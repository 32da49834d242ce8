//! Game state and core simulation types
//!
//! Every position and size is in drawn pixels, already multiplied by the
//! viewport scale at the moment the entity was created.

use glam::Vec2;
use rand::SeedableRng;
use rand_pcg::Pcg32;

use crate::audio::Cue;
use crate::consts::*;
use crate::highscores::HighScore;
use crate::tuning::Tuning;
use crate::viewport::Viewport;

/// Game-mode state machine
#[derive(Debug, Clone, Copy, PartialEq, Eq)]
pub enum GameMode {
    /// Waiting for the first start
    Title,
    /// Active gameplay
    Playing,
    /// Run ended, waiting for a restart
    GameOver,
}

/// Something the platform layer should react to
#[derive(Debug, Clone, Copy, PartialEq, Eq)]
pub enum GameEvent {
    Sound(Cue),
    ModeChanged(GameMode),
    /// A finished run beat the stored record
    NewHighScore(u32),
}

/// Palette tags
#[derive(Debug, Clone, Copy, PartialEq, Eq)]
pub enum Color {
    Background,
    Cyan,
    Magenta,
    White,
}

impl Color {
    pub fn css(&self) -> &'static str {
        match self {
            Color::Background => "#000000",
            Color::Cyan => "#00FFFF",
            Color::Magenta => "#FF00FF",
            Color::White => "#FFFFFF",
        }
    }
}

/// The player's turret
#[derive(Debug, Clone, PartialEq)]
pub struct Player {
    /// Center of the base's top edge
    pub pos: Vec2,
    /// Barrel angle in [-π, 0]; -π/2 is straight up
    pub angle: f32,
    pub destroyed: bool,
    /// Remaining wreck time before game over (ms)
    pub destroy_timer_ms: f32,
}

impl Player {
    pub fn new(viewport: &Viewport) -> Self {
        Self {
            pos: Vec2::new(viewport.center_x(), viewport.ground_y()),
            angle: -std::f32::consts::FRAC_PI_2,
            destroyed: false,
            destroy_timer_ms: 0.0,
        }
    }

    /// Point the barrel rotates around
    pub fn pivot(&self, scale: f32) -> Vec2 {
        self.pos - Vec2::new(0.0, TURRET_HEIGHT * scale / 2.0)
    }

    pub fn aim_dir(&self) -> Vec2 {
        Vec2::new(self.angle.cos(), self.angle.sin())
    }

    /// Barrel tip, where bullets appear
    pub fn muzzle(&self, scale: f32) -> Vec2 {
        self.pivot(scale) + self.aim_dir() * BARREL_LENGTH * scale
    }
}

#[derive(Debug, Clone, PartialEq)]
pub struct Bullet {
    pub pos: Vec2,
    pub vel: Vec2,
}

/// Helicopter or jet. `pos` is the top-left corner.
#[derive(Debug, Clone, PartialEq)]
pub struct Aircraft {
    pub pos: Vec2,
    pub size: Vec2,
    /// Signed horizontal speed per tick
    pub speed: f32,
    /// Countdown to the next trooper/bomb release (ms)
    pub drop_timer_ms: f32,
    pub health: u8,
}

/// Paratrooper. `pos` is the horizontal center and the top of the figure.
#[derive(Debug, Clone, PartialEq)]
pub struct Trooper {
    pub pos: Vec2,
    pub size: Vec2,
    pub speed_y: f32,
    pub has_chute: bool,
}

/// Bomb. `pos` is the top-left corner.
#[derive(Debug, Clone, PartialEq)]
pub struct Bomb {
    pub pos: Vec2,
    pub size: Vec2,
    pub speed_y: f32,
}

/// Enemy entities
#[derive(Debug, Clone, PartialEq)]
pub enum Enemy {
    Helicopter(Aircraft),
    Jet(Aircraft),
    Trooper(Trooper),
    Bomb(Bomb),
}

impl Enemy {
    pub fn pos(&self) -> Vec2 {
        match self {
            Enemy::Helicopter(a) | Enemy::Jet(a) => a.pos,
            Enemy::Trooper(t) => t.pos,
            Enemy::Bomb(b) => b.pos,
        }
    }

    /// Middle of the enemy's hit box
    pub fn center(&self) -> Vec2 {
        match self {
            Enemy::Helicopter(a) | Enemy::Jet(a) => a.pos + a.size / 2.0,
            Enemy::Trooper(t) => t.pos,
            Enemy::Bomb(b) => b.pos + b.size / 2.0,
        }
    }
}

/// A cosmetic explosion fragment
#[derive(Debug, Clone, PartialEq)]
pub struct Particle {
    pub pos: Vec2,
    pub vel: Vec2,
    /// Remaining ticks
    pub life: u32,
    pub color: Color,
}

/// Which side of the base a trooper landed on
#[derive(Debug, Clone, Copy, PartialEq, Eq)]
pub enum Side {
    Left,
    Right,
}

/// Grounded troopers piled up beside the base
#[derive(Debug, Clone, Default, PartialEq)]
pub struct LandedStacks {
    pub left: Vec<Trooper>,
    pub right: Vec<Trooper>,
}

impl LandedStacks {
    pub fn side_mut(&mut self, side: Side) -> &mut Vec<Trooper> {
        match side {
            Side::Left => &mut self.left,
            Side::Right => &mut self.right,
        }
    }

    /// True once either stack holds `limit` troopers
    pub fn overrun(&self, limit: usize) -> bool {
        self.left.len() >= limit || self.right.len() >= limit
    }

    pub fn iter(&self) -> impl Iterator<Item = &Trooper> {
        self.left.iter().chain(self.right.iter())
    }

    pub fn len(&self) -> usize {
        self.left.len() + self.right.len()
    }

    pub fn is_empty(&self) -> bool {
        self.len() == 0
    }
}

/// Complete simulation state
#[derive(Debug, Clone)]
pub struct GameState {
    pub mode: GameMode,
    pub viewport: Viewport,
    pub tuning: Tuning,
    /// Injected RNG (spawn heights/sides, drop cadence, particle jitter)
    pub rng: Pcg32,
    pub player: Player,
    pub bullets: Vec<Bullet>,
    pub enemies: Vec<Enemy>,
    pub particles: Vec<Particle>,
    pub landed: LandedStacks,
    pub score: u32,
    pub high_score: HighScore,
    /// Countdown to the next helicopter (ms)
    pub helicopter_timer_ms: f32,
    /// Countdown to the next jet (ms), only running once jets unlock
    pub jet_timer_ms: f32,
    /// Time until the turret may fire again (ms)
    pub fire_cooldown_ms: f32,
    /// Live particle cap from the quality setting; bursts past it evict the
    /// oldest particles early
    pub max_particles: usize,
    /// Events produced since the last drain
    pub events: Vec<GameEvent>,
}

impl GameState {
    pub fn new(viewport: Viewport, tuning: Tuning, rng: Pcg32) -> Self {
        let mut state = Self {
            mode: GameMode::Title,
            viewport,
            tuning,
            rng,
            player: Player::new(&viewport),
            bullets: Vec::new(),
            enemies: Vec::new(),
            particles: Vec::new(),
            landed: LandedStacks::default(),
            score: 0,
            high_score: HighScore::default(),
            helicopter_timer_ms: 0.0,
            jet_timer_ms: 0.0,
            fire_cooldown_ms: 0.0,
            max_particles: crate::settings::QualityPreset::default().max_particles(),
            events: Vec::new(),
        };
        state.reset();
        state
    }

    /// Default viewport and tuning with a seeded RNG
    pub fn with_seed(seed: u64) -> Self {
        Self::new(Viewport::default(), Tuning::default(), Pcg32::seed_from_u64(seed))
    }

    /// Fresh world: player, entity store, score and spawner timers.
    /// The mode and high score are left alone.
    pub fn reset(&mut self) {
        self.player = Player::new(&self.viewport);
        self.bullets.clear();
        self.enemies.clear();
        self.particles.clear();
        self.landed = LandedStacks::default();
        self.score = 0;
        self.helicopter_timer_ms = 0.0;
        self.jet_timer_ms = super::spawn::uniform(&mut self.rng, self.tuning.jet_first_spawn_ms);
        self.fire_cooldown_ms = 0.0;
    }

    /// Convenience for playing state checks
    pub fn is_playing(&self) -> bool {
        self.mode == GameMode::Playing
    }

    pub fn emit(&mut self, cue: Cue) {
        self.events.push(GameEvent::Sound(cue));
    }

    pub fn drain_events(&mut self) -> Vec<GameEvent> {
        std::mem::take(&mut self.events)
    }

    /// Scatter `count` particles from a point
    pub fn explode(&mut self, at: Vec2, color: Color, count: usize) {
        use rand::Rng;

        if self.max_particles == 0 {
            return;
        }
        let spread = PARTICLE_SPREAD * self.viewport.scale;
        for _ in 0..count {
            let vel = Vec2::new(
                (self.rng.random::<f32>() - 0.5) * spread,
                (self.rng.random::<f32>() - 0.5) * spread,
            );
            self.particles.push(Particle {
                pos: at,
                vel,
                life: PARTICLE_LIFE,
                color,
            });
        }
        if self.particles.len() > self.max_particles {
            let excess = self.particles.len() - self.max_particles;
            self.particles.drain(..excess);
        }
    }

    /// Wreck the turret and start the game-over countdown (idempotent)
    pub fn destroy_player(&mut self) {
        if self.player.destroyed {
            return;
        }
        self.player.destroyed = true;
        self.player.destroy_timer_ms = self.tuning.destroy_countdown_ms;
        let at = self.player.pos;
        self.explode(at, Color::Magenta, 100);
        self.explode(at, Color::White, 100);
        log::debug!("Player destroyed at score {}", self.score);
    }
}

#[cfg(test)]
mod tests {
    use super::*;

    #[test]
    fn test_new_state_is_title_with_fresh_world() {
        let state = GameState::with_seed(7);
        assert_eq!(state.mode, GameMode::Title);
        assert_eq!(state.score, 0);
        assert!(state.enemies.is_empty());
        assert!(state.landed.is_empty());
        assert_eq!(state.helicopter_timer_ms, 0.0);
        assert!(state.jet_timer_ms >= 10000.0 && state.jet_timer_ms < 15000.0);
        assert_eq!(state.player.angle, -std::f32::consts::FRAC_PI_2);
    }

    #[test]
    fn test_player_sits_on_ground_line() {
        let state = GameState::with_seed(1);
        assert_eq!(state.player.pos.x, state.viewport.center_x());
        assert_eq!(state.player.pos.y, state.viewport.ground_y());
    }

    #[test]
    fn test_muzzle_is_barrel_length_from_pivot() {
        let state = GameState::with_seed(1);
        let scale = state.viewport.scale;
        let d = state.player.muzzle(scale) - state.player.pivot(scale);
        assert!((d.length() - BARREL_LENGTH * scale).abs() < 1e-4);
        // Straight up
        assert!(d.x.abs() < 1e-4 && d.y < 0.0);
    }

    #[test]
    fn test_destroy_player_is_idempotent() {
        let mut state = GameState::with_seed(3);
        state.destroy_player();
        assert!(state.player.destroyed);
        assert_eq!(state.player.destroy_timer_ms, 1000.0);
        let particles = state.particles.len();
        state.player.destroy_timer_ms = 400.0;
        state.destroy_player();
        assert_eq!(state.player.destroy_timer_ms, 400.0);
        assert_eq!(state.particles.len(), particles);
    }

    #[test]
    fn test_explode_respects_particle_cap() {
        let mut state = GameState::with_seed(3);
        state.max_particles = 50;
        state.explode(Vec2::ZERO, Color::White, 30);
        state.explode(Vec2::new(5.0, 5.0), Color::Cyan, 30);
        assert_eq!(state.particles.len(), 50);
        // Oldest went first
        assert_eq!(state.particles.last().map(|p| p.color), Some(Color::Cyan));
        assert_eq!(state.particles[0].color, Color::White);
    }

    #[test]
    fn test_reset_keeps_mode_and_high_score() {
        let mut state = GameState::with_seed(3);
        state.mode = GameMode::GameOver;
        state.high_score = HighScore::new(90);
        state.score = 40;
        state.bullets.push(Bullet { pos: Vec2::ZERO, vel: Vec2::ZERO });
        state.reset();
        assert_eq!(state.mode, GameMode::GameOver);
        assert_eq!(state.high_score.best, 90);
        assert_eq!(state.score, 0);
        assert!(state.bullets.is_empty());
    }

    #[test]
    fn test_landed_stacks_overrun_on_either_side() {
        let trooper = Trooper {
            pos: Vec2::ZERO,
            size: Vec2::new(TROOPER_WIDTH, TROOPER_HEIGHT),
            speed_y: 0.0,
            has_chute: false,
        };
        let mut stacks = LandedStacks::default();
        for _ in 0..3 {
            stacks.side_mut(Side::Left).push(trooper.clone());
            stacks.side_mut(Side::Right).push(trooper.clone());
        }
        assert_eq!(stacks.len(), 6);
        assert!(!stacks.overrun(4));
        stacks.side_mut(Side::Right).push(trooper);
        assert!(stacks.overrun(4));
    }

    #[test]
    fn test_enemy_center() {
        let heli = Enemy::Helicopter(Aircraft {
            pos: Vec2::new(100.0, 40.0),
            size: Vec2::new(60.0, 25.0),
            speed: 2.0,
            drop_timer_ms: 0.0,
            health: 2,
        });
        assert_eq!(heli.center(), Vec2::new(130.0, 52.5));
    }
}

▸ **What to work on**
Take the first line of the material above as the start and the line that contains "use crate::highscores::HighScore;" as the end. Output only that span, every line exactly as it stands.

▸ **Response to the task**
repository 32da49834d242ce8
//! Game state and core simulation types
//!
//! Every position and size is in drawn pixels, already multiplied by the
//! viewport scale at the moment the entity was created.

use glam::Vec2;
use rand::SeedableRng;
use rand_pcg::Pcg32;

use crate::audio::Cue;
use crate::consts::*;
use crate::highscores::HighScore;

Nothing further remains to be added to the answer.